La Factoría de Ultramarinos Imperiales ofrecerá a sus clientes, a través de la guillotina-piano —su dispositivo más acomodaticio—, un sinfín de discusiones vehementes sobre el arte y la cultura, y nada más. Josep Izquierdo es recargador de sentidos, contribuyente neto al imperio simbólico que define lo humano. Y si escribe, escritor.
Aunque ya les hablé hace quince días del tema, no puedo resistir la tentación de comentar la noticia: Francia dará 1.000 euros a 20.000 parados para el carné de conducir. Y coches a tres euros al día durante tres meses. Aparentemente el objetivo de la medida es facilitar la movilidad laboral y por tanto mejorar las posibilidades de empleo de los parados franceses.
Podría despachar el tema con un “pan para hoy y hambre para mañana”: el nuevo empleo crea una nueva necesidad, la movilidad, que a su vez genera más consumo, comprar un coche, para seguir trabajando. En qué medida se pretende atender las necesidades de los parados o las necesidades de la industria del automóvil y la construcción de infraestructuras viarias, parece una discusión meramente económica, pero en realidad, como todo con la crisis en que vivimos, es una decisión política. Asumo, pues, el punto de vista de Brian Ladd en Autophobia, de que los automóviles, como la ingeniería de tráfico y su realización material a través de empresas de construcción, simboliza elecciones políticas o autorepresentaciones sociales, desde el conservadurismo inglés del siglo XIX, que detestaba los coches porque destruían el aspecto y las costumbres del campo, al entusiasmo de los futuristas por la belleza de la velocidad, que nos transportaría rápidamente a una nueva era de violencia (de bella violencia) y que nos alejaría de políticas castrantes como la democracia. Buena parte de la política del nazismo se explica por la indigestión que provocó la conjunción de estas dos visiones sociales, como un poco por casualidad explicita la introducción de Rafael Argullol a su artículo de hoy en El País, sobre la biblioteca de Hitler: “Hace años me quedé sorprendido cuando me informaron de que el trazado de las autopistas construidas en Alemania en la época de Hitler, las primeras de Europa, no respondía tanto a criterios económicos cuanto estéticos. Se buscaba, al parecer, que quien viajara por ellas quedara impresionado por la belleza de los paisajes contemplados y, a este respecto, en ocasiones se había sacrificado la funcionalidad del trayecto con tal de conseguir la conmoción visual del transeúnte.” Hablaríamos largo y tendido sobre quién fue más importante para el desarrollo de una economía planificada en la URSS y China, si Karl Marx o Henry Ford. Y así llegaríamos hasta Margaret Thatcher y su famoso adagio de que “todo hombre mayor de treinta años que va en autobús a trabajar puede considerarse un fracasado”, para entender por qué hay defensores del automóvil de tan distinto signo, pero todos coinciden en considerarlo como un motor del cambio social, sea éste hacia el individualismo o hacia el colectivismo. O hacia los dos a la vez, como Sarkozy.

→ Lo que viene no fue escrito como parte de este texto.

//! TI INA228 85 V, 20-bit high-side power monitor
//!
//! Calibration is computed once from the shunt value and the expected
//! full-scale current, written at init, and then used unchanged for every
//! conversion so the driver and the device agree on `current_lsb`.

use embedded_hal::delay::DelayNs;
use embedded_hal::i2c::I2c;
use log::{error, info};

use super::{PowerReading, Sensor, SensorError};
use crate::bus::RegisterBus;

pub const REG_CONFIG: u8 = 0x00;
pub const REG_ADC_CONFIG: u8 = 0x01;
pub const REG_SHUNT_CAL: u8 = 0x02;
pub const REG_VSHUNT: u8 = 0x04;
pub const REG_VBUS: u8 = 0x05;
pub const REG_DIETEMP: u8 = 0x06;
pub const REG_CURRENT: u8 = 0x07;
pub const REG_POWER: u8 = 0x08;
pub const REG_ENERGY: u8 = 0x09;
pub const REG_CHARGE: u8 = 0x0A;
pub const REG_DIAG_ALRT: u8 = 0x0B;
pub const REG_DEVICE_ID: u8 = 0x3F;

pub const ACCEPTED_DEVICE_IDS: [u16; 2] = [0x2280, 0x2281];

/// Continuous shunt and bus conversions, 1052 us each, no averaging. RSTACC
/// is set so every init starts the energy and charge accumulators at zero.
pub const CONFIG_BASELINE: u16 = 0x4000 | (0x4 << 6) | (0x4 << 3) | 0x03;
/// CONFIG.RSTACC: clears the energy and charge accumulators.
const CONFIG_RESET_ACCUMULATORS: u16 = 1 << 14;

const VBUS_LSB_V: f64 = 195.3125e-6;
const VSHUNT_LSB_V: f64 = 312.5e-9;
const DIETEMP_LSB_C: f64 = 7.8125e-3;
const SHUNT_CAL_SCALE: f64 = 13107.2e6;
/// 2^19: the current path is 20 bits signed.
const CURRENT_LSB_DIVISOR: f64 = 524_288.0;
/// First conversion completes ~2.1 ms after config; 10 ms leaves margin.
const FIRST_CONVERSION_DELAY_MS: u32 = 10;

/// Shunt calibration derived from the board's shunt and current range.
#[derive(Debug, Clone, Copy, PartialEq)]
pub struct Calibration {
    pub shunt_ohms: f32,
    pub max_current_a: f32,
    /// Amps per bit of the CURRENT register.
    pub current_lsb: f64,
    /// Value written to SHUNT_CAL.
    pub shunt_cal: u16,
}

impl Calibration {
    pub fn new(shunt_ohms: f32, max_current_a: f32) -> Result<Self, SensorError> {
        if !(shunt_ohms > 0.0) || !(max_current_a > 0.0) {
            return Err(SensorError::InvalidCalibration);
        }

        let current_lsb = f64::from(max_current_a) / CURRENT_LSB_DIVISOR;
        let cal = SHUNT_CAL_SCALE * current_lsb * f64::from(shunt_ohms);
        // Round half up; cal is positive here.
        let rounded = (cal + 0.5) as u64;
        if rounded == 0 || rounded > u64::from(u16::MAX) {
            return Err(SensorError::InvalidCalibration);
        }

        Ok(Self {
            shunt_ohms,
            max_current_a,
            current_lsb,
            shunt_cal: rounded as u16,
        })
    }

    /// One current LSB expressed in milliamps.
    pub fn current_lsb_ma(&self) -> f64 {
        self.current_lsb * 1000.0
    }
}

/// Sign-extend a 24-bit two's complement register value.
#[inline]
pub fn sign_extend_24(raw: u32) -> i32 {
    ((raw << 8) as i32) >> 8
}

pub fn decode_bus_voltage_v(raw: u32) -> f32 {
    (f64::from(raw >> 4) * VBUS_LSB_V) as f32
}

pub fn decode_current_ma(raw: u32, current_lsb: f64) -> f32 {
    let counts = sign_extend_24(raw & 0x00FF_FFFF) >> 4;
    (f64::from(counts) * current_lsb * 1000.0) as f32
}

/// POWER is unsigned and has no reserved low bits.
pub fn decode_power_mw(raw: u32, current_lsb: f64) -> f32 {
    (f64::from(raw & 0x00FF_FFFF) * 3.2 * current_lsb * 1000.0) as f32
}

pub struct Ina228<I> {
    bus: RegisterBus<I>,
    address: u8,
    name: &'static str,
    calibration: Calibration,
    calibrated: bool,
}

impl<I: I2c> Ina228<I> {
    pub fn new(
        i2c: I,
        address: u8,
        name: &'static str,
        shunt_ohms: f32,
        max_current_a: f32,
    ) -> Result<Self, SensorError> {
        Ok(Self {
            bus: RegisterBus::new(i2c),
            address,
            name,
            calibration: Calibration::new(shunt_ohms, max_current_a)?,
            calibrated: false,
        })
    }

    pub fn address(&self) -> u8 {
        self.address
    }

    pub fn calibration(&self) -> &Calibration {
        &self.calibration
    }

    pub fn is_calibrated(&self) -> bool {
        self.calibrated
    }

    /// Verify the device id, program CONFIG and SHUNT_CAL, and wait for the
    /// first conversion. Calibration is only written once per driver.
    pub fn init(&mut self, delay: &mut impl DelayNs) -> Result<(), SensorError> {
        let id = self.bus.read16(self.address, REG_DEVICE_ID);
        if self.bus.take_error() {
            error!("{}: no response at 0x{:02x}", self.name, self.address);
            return Err(self.bus_error("read device id"));
        }
        if !ACCEPTED_DEVICE_IDS.contains(&id) {
            error!("{}: device id 0x{:04x} not an INA228", self.name, id);
            return Err(SensorError::DeviceIdMismatch {
                sensor: self.name,
                found: id,
            });
        }

        if self.calibrated {
            return Ok(());
        }

        if !self.bus.write16(self.address, REG_CONFIG, CONFIG_BASELINE) {
            return Err(self.bus_error("write CONFIG"));
        }
        if !self
            .bus
            .write16(self.address, REG_SHUNT_CAL, self.calibration.shunt_cal)
        {
            return Err(self.bus_error("write SHUNT_CAL"));
        }

        delay.delay_ms(FIRST_CONVERSION_DELAY_MS);
        self.calibrated = true;

        info!(
            "{}: INA228 ready at 0x{:02x}, SHUNT_CAL={} current_lsb={:e} A",
            self.name, self.address, self.calibration.shunt_cal, self.calibration.current_lsb
        );
        Ok(())
    }

    /// Bus voltage in volts. Zero if the device did not answer.
    pub fn read_bus_voltage_v(&mut self) -> f32 {
        decode_bus_voltage_v(self.bus.read24(self.address, REG_VBUS))
    }

    /// Signed current in milliamps. Zero if the device did not answer.
    pub fn read_current_ma(&mut self) -> f32 {
        decode_current_ma(
            self.bus.read24(self.address, REG_CURRENT),
            self.calibration.current_lsb,
        )
    }

    /// Power in milliwatts from the POWER register. Zero if the device did not answer.
    pub fn read_power_mw(&mut self) -> f32 {
        decode_power_mw(
            self.bus.read24(self.address, REG_POWER),
            self.calibration.current_lsb,
        )
    }

    /// Shunt voltage in millivolts (ADCRANGE = 0, 312.5 nV/bit).
    pub fn read_shunt_voltage_mv(&mut self) -> f32 {
        let raw = self.bus.read24(self.address, REG_VSHUNT);
        let counts = sign_extend_24(raw) >> 4;
        (f64::from(counts) * VSHUNT_LSB_V * 1000.0) as f32
    }

    pub fn read_die_temperature_c(&mut self) -> f32 {
        let raw = self.bus.read16(self.address, REG_DIETEMP) as i16;
        (f64::from(raw) * DIETEMP_LSB_C) as f32
    }

    /// Accumulated energy in joules since the last accumulator reset.
    pub fn read_energy_j(&mut self) -> f64 {
        let raw = self.bus.read40(self.address, REG_ENERGY);
        raw as f64 * 16.0 * 3.2 * self.calibration.current_lsb
    }

    /// Accumulated charge in coulombs since the last accumulator reset.
    pub fn read_charge_c(&mut self) -> f64 {
        let raw = self.bus.read40(self.address, REG_CHARGE);
        // 40-bit two's complement
        let signed = ((raw << 24) as i64) >> 24;
        signed as f64 * self.calibration.current_lsb
    }

    /// Raw DIAG_ALRT flags (overflow, math overflow, conversion ready, ...).
    pub fn read_diagnostics(&mut self) -> u16 {
        self.bus.read16(self.address, REG_DIAG_ALRT)
    }

    pub fn reset_accumulators(&mut self) -> Result<(), SensorError> {
        if self.bus.write16(
            self.address,
            REG_CONFIG,
            CONFIG_BASELINE | CONFIG_RESET_ACCUMULATORS,
        ) {
            Ok(())
        } else {
            Err(self.bus_error("reset accumulators"))
        }
    }

    fn bus_error(&self, operation: &'static str) -> SensorError {
        SensorError::Bus {
            sensor: self.name,
            operation,
        }
    }
}

impl<I: I2c> Sensor for Ina228<I> {
    type Readings = PowerReading;

    fn read(&mut self) -> Result<PowerReading, SensorError> {
        if !self.calibrated {
            return Err(SensorError::NotCalibrated { sensor: self.name });
        }

        self.bus.take_error();
        let reading = PowerReading {
            bus_voltage_v: self.read_bus_voltage_v(),
            current_ma: self.read_current_ma(),
            power_mw: self.read_power_mw(),
        };

        if self.bus.take_error() {
            return Err(self.bus_error("read measurements"));
        }
        Ok(reading)
    }
}

#[cfg(test)]
mod tests {
    use super::*;
    use crate::sim::{SimDelay, SimClock, SimI2cBus, SimIna228, SimRegisterFile};

    const ADDR: u8 = 0x40;

    fn approx(a: f32, b: f32, tol: f32) -> bool {
        (a - b).abs() <= tol
    }

    fn sensor_on(bus: SimI2cBus, shunt: f32, imax: f32) -> Ina228<SimI2cBus> {
        Ina228::new(bus, ADDR, "solar", shunt, imax).unwrap()
    }

    fn sim_bus(shunt: f32) -> SimI2cBus {
        let mut bus = SimI2cBus::new();
        bus.attach(ADDR, SimIna228::new(f64::from(shunt)));
        bus
    }

    #[test]
    fn test_calibration_math() {
        let cal = Calibration::new(0.015, 5.0).unwrap();
        assert!((cal.current_lsb - 9.536_743_164_062_5e-6).abs() < 1e-15);
        assert_eq!(cal.shunt_cal, 1875, "SHUNT_CAL for 15 mOhm / 5 A must be 1875");
    }

    #[test]
    fn test_calibration_rejects_overflow() {
        // 1 ohm at 5 A needs SHUNT_CAL = 125000
        assert_eq!(
            Calibration::new(1.0, 5.0),
            Err(SensorError::InvalidCalibration)
        );
        assert_eq!(
            Calibration::new(0.0, 5.0),
            Err(SensorError::InvalidCalibration)
        );
    }

    #[test]
    fn test_config_value() {
        assert_eq!(CONFIG_BASELINE, 0x4123);
    }

    #[test]
    fn test_bus_voltage_decode() {
        assert!(approx(decode_bus_voltage_v(0x0A_0000), 8.0, 1e-6));
    }

    #[test]
    fn test_negative_current_decode() {
        let lsb = Calibration::new(0.015, 5.0).unwrap().current_lsb;
        let ma = decode_current_ma(0xFF_FFF0, lsb);
        assert!(approx(ma, -0.009_536_743, 1e-8), "got {ma}");
    }

    #[test]
    fn test_sign_extension_symmetry() {
        let lsb = Calibration::new(0.015, 5.0).unwrap().current_lsb;
        let lsb_ma = (lsb * 1000.0) as f32;
        let pos = decode_current_ma(0x7F_FFF0, lsb);
        let neg = decode_current_ma(0x80_0000, lsb);
        assert!(approx(pos, 524_287.0 * lsb_ma, 0.01));
        assert!(approx(neg, -524_288.0 * lsb_ma, 0.01));
        assert!(approx(pos + neg, -lsb_ma, 0.005));
    }

    #[test]
    fn test_power_not_shifted() {
        let lsb = Calibration::new(0.015, 5.0).unwrap().current_lsb;
        for raw in [0u32, 1, 16, 0x1234, 0x7F_FFFF, 0xFF_FFFF] {
            let expected = (f64::from(raw) * 3.2 * lsb * 1000.0) as f32;
            assert_eq!(decode_power_mw(raw, lsb), expected);
        }
    }

    #[test]
    fn test_init_writes_config_and_calibration() {
        let mut bus = sim_bus(0.015);
        bus.device_mut::<SimIna228>(ADDR)
            .unwrap()
            .set_accumulators(123_456, -789);
        let mut sensor = sensor_on(bus, 0.015, 5.0);
        let clock = SimClock::new();
        let mut delay = SimDelay::new(clock.clone());
        sensor.init(&mut delay).unwrap();

        assert!(sensor.is_calibrated());
        assert!(clock.now() >= 10, "init must wait for the first conversion");

        // Init starts the accumulators from zero; RSTACC reads back clear.
        assert_eq!(sensor.read_energy_j(), 0.0);
        assert_eq!(sensor.read_charge_c(), 0.0);
        let mut bus = sensor.bus;
        assert_eq!(
            bus.read16(ADDR, REG_CONFIG),
            CONFIG_BASELINE & !CONFIG_RESET_ACCUMULATORS
        );
        assert_eq!(bus.read16(ADDR, REG_SHUNT_CAL), 1875);
    }

    #[test]
    fn test_init_rejects_wrong_device_id() {
        let mut bus = SimI2cBus::new();
        let mut regs = SimRegisterFile::new();
        regs.set(REG_DEVICE_ID, &[0x12, 0x34]);
        bus.attach(ADDR, regs);

        let mut sensor = sensor_on(bus, 0.015, 5.0);
        let mut delay = SimDelay::new(SimClock::new());
        assert_eq!(
            sensor.init(&mut delay),
            Err(SensorError::DeviceIdMismatch {
                sensor: "solar",
                found: 0x1234
            })
        );
        assert!(!sensor.is_calibrated());
    }

    #[test]
    fn test_init_missing_device() {
        let mut sensor = sensor_on(SimI2cBus::new(), 0.015, 5.0);
        let mut delay = SimDelay::new(SimClock::new());
        assert!(matches!(
            sensor.init(&mut delay),
            Err(SensorError::Bus { .. })
        ));
    }

    #[test]
    fn test_read_before_init() {
        let mut sensor = sensor_on(sim_bus(0.015), 0.015, 5.0);
        assert_eq!(
            sensor.read(),
            Err(SensorError::NotCalibrated { sensor: "solar" })
        );
    }

    #[test]
    fn test_calibration_round_trip() {
        // Shunt/range pairs whose SHUNT_CAL is an exact integer.
        for (shunt, imax) in [(0.015f32, 5.0f32), (0.01, 5.0), (0.1, 1.0), (0.002, 40.0)] {
            let mut sensor = sensor_on(sim_bus(shunt), shunt, imax);
            sensor.init(&mut SimDelay::new(SimClock::new())).unwrap();
            let lsb_ma = sensor.calibration().current_lsb_ma() as f32;

            for true_ma in [0.0f32, 1.5, 123.456, -250.0, 0.8 * imax * 1000.0] {
                sensor
                    .bus
                    .i2c_mut()
                    .device_mut::<SimIna228>(ADDR)
                    .unwrap()
                    .set_load(12.0, f64::from(true_ma) / 1000.0);
                let ma = sensor.read_current_ma();
                assert!(
                    (ma - true_ma).abs() <= lsb_ma,
                    "shunt={shunt} imax={imax}: read {ma} mA for {true_ma} mA"
                );
            }
        }
    }

    #[test]
    fn test_read_reports_power_register() {
        let mut sensor = sensor_on(sim_bus(0.015), 0.015, 5.0);
        sensor.init(&mut SimDelay::new(SimClock::new())).unwrap();
        sensor
            .bus
            .i2c_mut()
            .device_mut::<SimIna228>(ADDR)
            .unwrap()
            .set_load(8.0, 0.25);

        let reading = sensor.read().unwrap();
        assert!(approx(reading.bus_voltage_v, 8.0, 0.001));
        assert!(approx(reading.current_ma, 250.0, 0.05));
        assert!(approx(reading.power_mw, 2000.0, 1.0));
        assert!(approx(reading.power_mw, reading.computed_power_mw(), 1.0));
    }

    #[test]
    fn test_read_after_device_drops_off() {
        let mut sensor = sensor_on(sim_bus(0.015), 0.015, 5.0);
        sensor.init(&mut SimDelay::new(SimClock::new())).unwrap();
        sensor.bus.i2c_mut().set_offline(ADDR, true);

        assert!(matches!(sensor.read(), Err(SensorError::Bus { .. })));
        assert_eq!(sensor.read_bus_voltage_v(), 0.0);
    }

    #[test]
    fn test_accumulators_and_temperature() {
        let mut sensor = sensor_on(sim_bus(0.015), 0.015, 5.0);
        sensor.init(&mut SimDelay::new(SimClock::new())).unwrap();
        {
            let dev = sensor.bus.i2c_mut().device_mut::<SimIna228>(ADDR).unwrap();
            dev.set_die_temperature(25.0);
            dev.set_accumulators(1000, -2000);
        }

        assert!(approx(sensor.read_die_temperature_c(), 25.0, 0.01));
        let lsb = sensor.calibration().current_lsb;
        assert!((sensor.read_energy_j() - 1000.0 * 16.0 * 3.2 * lsb).abs() < 1e-9);
        assert!((sensor.read_charge_c() + 2000.0 * lsb).abs() < 1e-9);

        sensor.reset_accumulators().unwrap();
        assert_eq!(sensor.read_energy_j(), 0.0);
    }
}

Que Sarkozy lleve a cabo una medida como la que reseña la noticia no debe extrañar a nadie, puesto que es ese tipo de prestidigitador que siempre saca de su chistera un conejo y una paloma a la vez, para que todo el mundo esté contento: comulga con el dictum de Thatcher al tiempo que lo presenta como una medida social. Pero creo que la chistera aún esconde un tercer animalillo: ¿quiénes son y dónde viven los parados franceses sin carné de conducir? No me equivocaré mucho si digo que, sobre todo, son los jóvenes que viven en las banlieu de las grandes ciudades francesas, aquellos a los que el mismo Sarkozy llamó racaille (chusma) allá por 2005, cuando hicieron arder tres mil coches en tres noches. Ha tardado un poco, pero ha encontrado la clave para conseguir la paz social y evitar la destrucción de la propiedad privada: pagarles para que se conviertan a la religión automovilística.